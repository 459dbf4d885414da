//! `#RRGGBB` colors

use std::str::FromStr;

use serde::Deserialize;

use crate::error::{Error, Result};

/// RGB color with components in 0.0..=1.0
#[derive(Debug, Clone, Copy, PartialEq, Deserialize)]
#[serde(try_from = "String")]
pub struct Rgb {
    pub r: f32,
    pub g: f32,
    pub b: f32,
}

impl Rgb {
    pub const BLACK: Rgb = Rgb { r: 0.0, g: 0.0, b: 0.0 };
    pub const WHITE: Rgb = Rgb { r: 1.0, g: 1.0, b: 1.0 };

    /// Parse `#RRGGBB` (the leading `#` is optional)
    pub fn from_hex(hex: &str) -> Result<Self> {
        let digits = hex.trim().trim_start_matches('#');
        if digits.len() != 6 || !digits.is_ascii() {
            return Err(invalid(hex));
        }
        let channel = |i: usize| {
            u8::from_str_radix(&digits[i..i + 2], 16)
                .map(|v| f32::from(v) / 255.0)
                .map_err(|_| invalid(hex))
        };
        Ok(Rgb {
            r: channel(0)?,
            g: channel(2)?,
            b: channel(4)?,
        })
    }
}

fn invalid(hex: &str) -> Error {
    Error::validation(format!("Invalid color '{hex}', expected #RRGGBB"))
}

impl Default for Rgb {
    fn default() -> Self {
        Rgb::BLACK
    }
}

impl FromStr for Rgb {
    type Err = Error;

    fn from_str(s: &str) -> Result<Self> {
        Rgb::from_hex(s)
    }
}

impl TryFrom<String> for Rgb {
    type Error = Error;

    fn try_from(value: String) -> Result<Self> {
        Rgb::from_hex(&value)
    }
}
//! In-memory PDF fixtures for unit tests

use lopdf::{dictionary, Document, Object, Stream};

/// An `n`-page Letter document; page `i` draws the text `Page i`.
///
/// MediaBox and Resources live on the Pages node so that pages have to
/// inherit them.
pub fn sample_document(n: u32) -> Document {
    let mut doc = Document::with_version("1.5");
    let pages_id = doc.new_object_id();
    let font_id = doc.add_object(dictionary! {
        "Type" => "Font",
        "Subtype" => "Type1",
        "BaseFont" => "Helvetica",
    });

    let mut kids = Vec::new();
    for i in 1..=n {
        let content = format!("BT /F1 24 Tf 72 700 Td (Page {i}) Tj ET");
        let content_id = doc.add_object(Stream::new(dictionary! {}, content.into_bytes()));
        let page_id = doc.add_object(dictionary! {
            "Type" => "Page",
            "Parent" => pages_id,
            "Contents" => content_id,
        });
        kids.push(Object::Reference(page_id));
    }

    doc.objects.insert(
        pages_id,
        Object::Dictionary(dictionary! {
            "Type" => "Pages",
            "Kids" => kids,
            "Count" => n as i64,
            "MediaBox" => vec![0.into(), 0.into(), 612.into(), 792.into()],
            "Resources" => dictionary! {
                "Font" => dictionary! { "F1" => font_id },
            },
        }),
    );
    let catalog_id = doc.add_object(dictionary! {
        "Type" => "Catalog",
        "Pages" => pages_id,
    });
    doc.trailer.set("Root", catalog_id);
    doc
}

/// Serialized form of [`sample_document`]
pub fn sample_pdf(n: u32) -> Vec<u8> {
    let mut doc = sample_document(n);
    let mut bytes = Vec::new();
    doc.save_to(&mut bytes).unwrap();
    bytes
}

/// Decoded content of a 1-based page
pub fn page_text(doc: &Document, page: u32) -> String {
    let id = doc.get_pages()[&page];
    String::from_utf8_lossy(&doc.get_page_content(id).unwrap()).into_owned()
}

/// Decoded content of every form XObject drawn by a 1-based page
pub fn overlay_text(doc: &Document, page: u32) -> String {
    let id = doc.get_pages()[&page];
    let mut out = String::new();
    let Ok(resources) = doc.get_dictionary(id).and_then(|p| p.get(b"Resources")) else {
        return out;
    };
    let resources = match resources {
        Object::Reference(r) => doc.get_dictionary(*r).unwrap(),
        other => other.as_dict().unwrap(),
    };
    let Ok(xobjects) = resources.get(b"XObject").and_then(Object::as_dict) else {
        return out;
    };
    for (_, value) in xobjects.iter() {
        if let Ok(stream) = value.as_reference().and_then(|r| doc.get_object(r)).and_then(Object::as_stream) {
            let content = stream.decompressed_content().unwrap_or_else(|_| stream.content.clone());
            out.push_str(&String::from_utf8_lossy(&content));
        }
    }
    out
}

TASK GOAL => Reproduce all of the entries above verbatim.

PROBLEM SOLUTION =>
repository 459dbf4d885414da
//! `#RRGGBB` colors

use std::str::FromStr;

use serde::Deserialize;

use crate::error::{Error, Result};

/// RGB color with components in 0.0..=1.0
#[derive(Debug, Clone, Copy, PartialEq, Deserialize)]
#[serde(try_from = "String")]
pub struct Rgb {
    pub r: f32,
    pub g: f32,
    pub b: f32,
}

impl Rgb {
    pub const BLACK: Rgb = Rgb { r: 0.0, g: 0.0, b: 0.0 };
    pub const WHITE: Rgb = Rgb { r: 1.0, g: 1.0, b: 1.0 };

    /// Parse `#RRGGBB` (the leading `#` is optional)
    pub fn from_hex(hex: &str) -> Result<Self> {
        let digits = hex.trim().trim_start_matches('#');
        if digits.len() != 6 || !digits.is_ascii() {
            return Err(invalid(hex));
        }
        let channel = |i: usize| {
            u8::from_str_radix(&digits[i..i + 2], 16)
                .map(|v| f32::from(v) / 255.0)
                .map_err(|_| invalid(hex))
        };
        Ok(Rgb {
            r: channel(0)?,
            g: channel(2)?,
            b: channel(4)?,
        })
    }
}

fn invalid(hex: &str) -> Error {
    Error::validation(format!("Invalid color '{hex}', expected #RRGGBB"))
}

impl Default for Rgb {
    fn default() -> Self {
        Rgb::BLACK
    }
}

impl FromStr for Rgb {
    type Err = Error;

    fn from_str(s: &str) -> Result<Self> {
        Rgb::from_hex(s)
    }
}

impl TryFrom<String> for Rgb {
    type Error = Error;

    fn try_from(value: String) -> Result<Self> {
        Rgb::from_hex(&value)
    }
}
//! In-memory PDF fixtures for unit tests

use lopdf::{dictionary, Document, Object, Stream};

/// An `n`-page Letter document; page `i` draws the text `Page i`.
///
/// MediaBox and Resources live on the Pages node so that pages have to
/// inherit them.
pub fn sample_document(n: u32) -> Document {
    let mut doc = Document::with_version("1.5");
    let pages_id = doc.new_object_id();
    let font_id = doc.add_object(dictionary! {
        "Type" => "Font",
        "Subtype" => "Type1",
        "BaseFont" => "Helvetica",
    });

    let mut kids = Vec::new();
    for i in 1..=n {
        let content = format!("BT /F1 24 Tf 72 700 Td (Page {i}) Tj ET");
        let content_id = doc.add_object(Stream::new(dictionary! {}, content.into_bytes()));
        let page_id = doc.add_object(dictionary! {
            "Type" => "Page",
            "Parent" => pages_id,
            "Contents" => content_id,
        });
        kids.push(Object::Reference(page_id));
    }

    doc.objects.insert(
        pages_id,
        Object::Dictionary(dictionary! {
            "Type" => "Pages",
            "Kids" => kids,
            "Count" => n as i64,
            "MediaBox" => vec![0.into(), 0.into(), 612.into(), 792.into()],
            "Resources" => dictionary! {
                "Font" => dictionary! { "F1" => font_id },
            },
        }),
    );
    let catalog_id = doc.add_object(dictionary! {
        "Type" => "Catalog",
        "Pages" => pages_id,
    });
    doc.trailer.set("Root", catalog_id);
    doc
}

/// Serialized form of [`sample_document`]
pub fn sample_pdf(n: u32) -> Vec<u8> {
    let mut doc = sample_document(n);
    let mut bytes = Vec::new();
    doc.save_to(&mut bytes).unwrap();
    bytes
}

/// Decoded content of a 1-based page
pub fn page_text(doc: &Document, page: u32) -> String {
    let id = doc.get_pages()[&page];
    String::from_utf8_lossy(&doc.get_page_content(id).unwrap()).into_owned()
}

/// Decoded content of every form XObject drawn by a 1-based page
pub fn overlay_text(doc: &Document, page: u32) -> String {
    let id = doc.get_pages()[&page];
    let mut out = String::new();
    let Ok(resources) = doc.get_dictionary(id).and_then(|p| p.get(b"Resources")) else {
        return out;
    };
    let resources = match resources {
        Object::Reference(r) => doc.get_dictionary(*r).unwrap(),
        other => other.as_dict().unwrap(),
    };
    let Ok(xobjects) = resources.get(b"XObject").and_then(Object::as_dict) else {
        return out;
    };
    for (_, value) in xobjects.iter() {
        if let Ok(stream) = value.as_reference().and_then(|r| doc.get_object(r)).and_then(Object::as_stream) {
            let content = stream.decompressed_content().unwrap_or_else(|_| stream.content.clone());
            out.push_str(&String::from_utf8_lossy(&content));
        }
    }
    out
}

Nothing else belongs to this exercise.